Segment Start: SOURCE INFORMATION
use std::path::Path;
use std::sync::Arc;

use image::{imageops, RgbaImage};
use ndarray::{Array, CowArray};
use ort::tensor::OrtOwnedTensor;
use ort::{Environment, ExecutionProvider, GraphOptimizationLevel, Session, SessionBuilder, Value};

use crate::error::{InferenceError, ModelLoadError};
use crate::face::{Face, FaceBox, FaceRegion, Point2, Point3};
use crate::landmarks::FaceLandmarksModel;

const INPUT_SIZE: u32 = 256;
const NUM_LANDMARKS: usize = 478;

// Annotation indices into the 478 point mesh, named from the subject's point of view.
const LEFT_EYE_IRIS: &[usize] = &[473, 474, 475, 476, 477];
const RIGHT_EYE_IRIS: &[usize] = &[468, 469, 470, 471, 472];
const LEFT_EYE_UPPER0: &[usize] = &[466, 388, 387, 386, 385, 384, 398];
const LEFT_EYE_LOWER0: &[usize] = &[263, 249, 390, 373, 374, 380, 381, 382, 362];
const RIGHT_EYE_UPPER0: &[usize] = &[246, 161, 160, 159, 158, 157, 173];
const RIGHT_EYE_LOWER0: &[usize] = &[33, 7, 163, 144, 145, 153, 154, 155, 133];
const MIDWAY_BETWEEN_EYES: &[usize] = &[168];
const NOSE_TIP: &[usize] = &[1];
const LEFT_CHEEK: &[usize] = &[425];
const RIGHT_CHEEK: &[usize] = &[205];

const ANNOTATIONS: &[(FaceRegion, &[usize])] = &[
    (FaceRegion::LeftEyeIris, LEFT_EYE_IRIS),
    (FaceRegion::RightEyeIris, RIGHT_EYE_IRIS),
    (FaceRegion::LeftEyeUpper0, LEFT_EYE_UPPER0),
    (FaceRegion::LeftEyeLower0, LEFT_EYE_LOWER0),
    (FaceRegion::RightEyeUpper0, RIGHT_EYE_UPPER0),
    (FaceRegion::RightEyeLower0, RIGHT_EYE_LOWER0),
    (FaceRegion::MidwayBetweenEyes, MIDWAY_BETWEEN_EYES),
    (FaceRegion::NoseTip, NOSE_TIP),
    (FaceRegion::LeftCheek, LEFT_CHEEK),
    (FaceRegion::RightCheek, RIGHT_CHEEK),
];

/// The square part of the frame fed to the model.
#[derive(Debug, Clone, Copy, PartialEq)]
struct Crop {
    x: u32,
    y: u32,
    side: u32,
}

impl Crop {
    // largest centered square
    fn centered(width: u32, height: u32) -> Self {
        let side = width.min(height);
        Self {
            x: (width - side) / 2,
            y: (height - side) / 2,
            side,
        }
    }

    fn to_frame(self, x: f32, y: f32, z: f32) -> Point3 {
        let scale = self.side as f32 / INPUT_SIZE as f32;
        Point3::new(
            x * scale + self.x as f32,
            y * scale + self.y as f32,
            z * scale,
        )
    }
}

fn sigmoid(x: f32) -> f32 {
    1.0 / (1.0 + (-x).exp())
}

/// Builds a face from the raw mesh output (x, y, z triples in model input pixels).
fn face_from_mesh(values: &[f32], crop: Crop, confidence: f32) -> Result<Face, InferenceError> {
    if values.len() < NUM_LANDMARKS * 3 {
        return Err(InferenceError::OutputSize {
            got: values.len(),
            expected: NUM_LANDMARKS * 3,
        });
    }

    let points: Vec<Point3> = values
        .chunks_exact(3)
        .take(NUM_LANDMARKS)
        .map(|p| crop.to_frame(p[0], p[1], p[2]))
        .collect();

    let mut top_left = Point2::new(f32::MAX, f32::MAX);
    let mut bottom_right = Point2::new(f32::MIN, f32::MIN);
    for p in &points {
        top_left.x = top_left.x.min(p.x);
        top_left.y = top_left.y.min(p.y);
        bottom_right.x = bottom_right.x.max(p.x);
        bottom_right.y = bottom_right.y.max(p.y);
    }

    let mut face = Face::new(
        FaceBox {
            top_left,
            bottom_right,
        },
        confidence,
    );
    for &(region, indices) in ANNOTATIONS {
        face.annotations
            .insert(region, indices.iter().map(|&i| points[i]).collect());
    }
    Ok(face)
}

/// MediaPipe face mesh (with attention/iris refinement) as an ONNX model.
///
/// The model sees a single centered square of the frame and reports at most one face.
pub struct MediapipeFaceMesh {
    session: Session,
    _environment: Arc<Environment>,
    face_threshold: f32,
}

impl MediapipeFaceMesh {
    pub fn load(
        path: &Path,
        intra_threads: i16,
        face_threshold: f32,
    ) -> Result<Self, ModelLoadError> {
        if !path.is_file() {
            return Err(ModelLoadError::NotFound(path.to_path_buf()));
        }

        let environment = Environment::builder()
            .with_name("eye-recolor")
            .with_execution_providers([ExecutionProvider::CPU(Default::default())])
            .build()?
            .into_arc();

        let session = SessionBuilder::new(&environment)?
            .with_optimization_level(GraphOptimizationLevel::Level3)?
            .with_intra_threads(intra_threads)?
            .with_model_from_file(path)?;

        log::info!("loaded face mesh model from {}", path.display());

        Ok(Self {
            session,
            _environment: environment,
            face_threshold,
        })
    }
}

impl FaceLandmarksModel for MediapipeFaceMesh {
    fn run(&mut self, image: &RgbaImage) -> Result<Vec<Face>, InferenceError> {
        let crop = Crop::centered(image.width(), image.height());
        if crop.side == 0 {
            return Ok(Vec::new());
        }

        let input = imageops::crop_imm(image, crop.x, crop.y, crop.side, crop.side).to_image();
        let input = imageops::resize(
            &input,
            INPUT_SIZE,
            INPUT_SIZE,
            imageops::FilterType::Triangle,
        );

        // NHWC, RGB in [0, 1]
        let data: Vec<f32> = input
            .pixels()
            .flat_map(|p| p.0[..3].iter().map(|&c| c as f32 / 255.0))
            .collect();
        let array: CowArray<_, _> =
            Array::from_shape_vec((1, INPUT_SIZE as usize, INPUT_SIZE as usize, 3), data)?
                .into_dyn()
                .into();

        let inputs = vec![Value::from_array(self.session.allocator(), &array)?];
        let outputs: Vec<Value> = self.session.run(inputs)?;
        if outputs.len() < 2 {
            return Err(InferenceError::OutputSize {
                got: outputs.len(),
                expected: 2,
            });
        }

        let face_flag: OrtOwnedTensor<f32, _> = outputs[1].try_extract()?;
        let confidence = face_flag
            .view()
            .iter()
            .next()
            .copied()
            .map(sigmoid)
            .unwrap_or(0.0);
        if confidence < self.face_threshold {
            log::trace!("no face (confidence {confidence:.2})");
            return Ok(Vec::new());
        }

        let mesh: OrtOwnedTensor<f32, _> = outputs[0].try_extract()?;
        let values: Vec<f32> = mesh.view().iter().copied().collect();

        Ok(vec![face_from_mesh(&values, crop, confidence)?])
    }
}

#[cfg(test)]
mod tests {
    use super::*;

    #[test]
    fn crop_is_the_centered_square() {
        assert_eq!(Crop::centered(1280, 720), Crop { x: 280, y: 0, side: 720 });
        assert_eq!(Crop::centered(100, 300), Crop { x: 0, y: 100, side: 100 });
    }

    #[test]
    fn mesh_points_map_back_to_frame_pixels() {
        let crop = Crop::centered(1280, 720);
        let mut values = vec![128.0f32; NUM_LANDMARKS * 3];
        // right iris center at the model input's top-left corner
        values[468 * 3] = 0.0;
        values[468 * 3 + 1] = 0.0;

        let face = face_from_mesh(&values, crop, 0.9).unwrap();
        let iris = face.group(FaceRegion::RightEyeIris).unwrap();
        assert_eq!(iris.len(), 5);
        assert_eq!((iris[0].x, iris[0].y), (280.0, 0.0));
        assert_eq!((iris[1].x, iris[1].y), (280.0 + 360.0, 360.0));

        assert_eq!(face.bounding_box.top_left, Point2::new(280.0, 0.0));
        assert_eq!(face.bounding_box.bottom_right, Point2::new(640.0, 360.0));
        assert_eq!(face.iris(0).map(Vec::len), Some(5));
    }

    #[test]
    fn short_output_is_an_error() {
        let crop = Crop::centered(256, 256);
        let err = face_from_mesh(&[0.0; 30], crop, 1.0).unwrap_err();
        assert!(matches!(err, InferenceError::OutputSize { got: 30, .. }));
    }

    #[test]
    fn sigmoid_is_centered_at_zero() {
        assert_eq!(sigmoid(0.0), 0.5);
        assert!(sigmoid(8.0) > 0.99);
    }
}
Segment End: SOURCE INFORMATION
• TASK BRIEF:
Could you return exactly the stretch of the data above that starts at the line with "if crop.side == 0" and ends at the line with "input's top-left corner", both lines included?

• ANSWER TO THE PROBLEM:
        if crop.side == 0 {
            return Ok(Vec::new());
        }

        let input = imageops::crop_imm(image, crop.x, crop.y, crop.side, crop.side).to_image();
        let input = imageops::resize(
            &input,
            INPUT_SIZE,
            INPUT_SIZE,
            imageops::FilterType::Triangle,
        );

        // NHWC, RGB in [0, 1]
        let data: Vec<f32> = input
            .pixels()
            .flat_map(|p| p.0[..3].iter().map(|&c| c as f32 / 255.0))
            .collect();
        let array: CowArray<_, _> =
            Array::from_shape_vec((1, INPUT_SIZE as usize, INPUT_SIZE as usize, 3), data)?
                .into_dyn()
                .into();

        let inputs = vec![Value::from_array(self.session.allocator(), &array)?];
        let outputs: Vec<Value> = self.session.run(inputs)?;
        if outputs.len() < 2 {
            return Err(InferenceError::OutputSize {
                got: outputs.len(),
                expected: 2,
            });
        }

        let face_flag: OrtOwnedTensor<f32, _> = outputs[1].try_extract()?;
        let confidence = face_flag
            .view()
            .iter()
            .next()
            .copied()
            .map(sigmoid)
            .unwrap_or(0.0);
        if confidence < self.face_threshold {
            log::trace!("no face (confidence {confidence:.2})");
            return Ok(Vec::new());
        }

        let mesh: OrtOwnedTensor<f32, _> = outputs[0].try_extract()?;
        let values: Vec<f32> = mesh.view().iter().copied().collect();

        Ok(vec![face_from_mesh(&values, crop, confidence)?])
    }
}

#[cfg(test)]
mod tests {
    use super::*;

    #[test]
    fn crop_is_the_centered_square() {
        assert_eq!(Crop::centered(1280, 720), Crop { x: 280, y: 0, side: 720 });
        assert_eq!(Crop::centered(100, 300), Crop { x: 0, y: 100, side: 100 });
    }

    #[test]
    fn mesh_points_map_back_to_frame_pixels() {
        let crop = Crop::centered(1280, 720);
        let mut values = vec![128.0f32; NUM_LANDMARKS * 3];
        // right iris center at the model input's top-left corner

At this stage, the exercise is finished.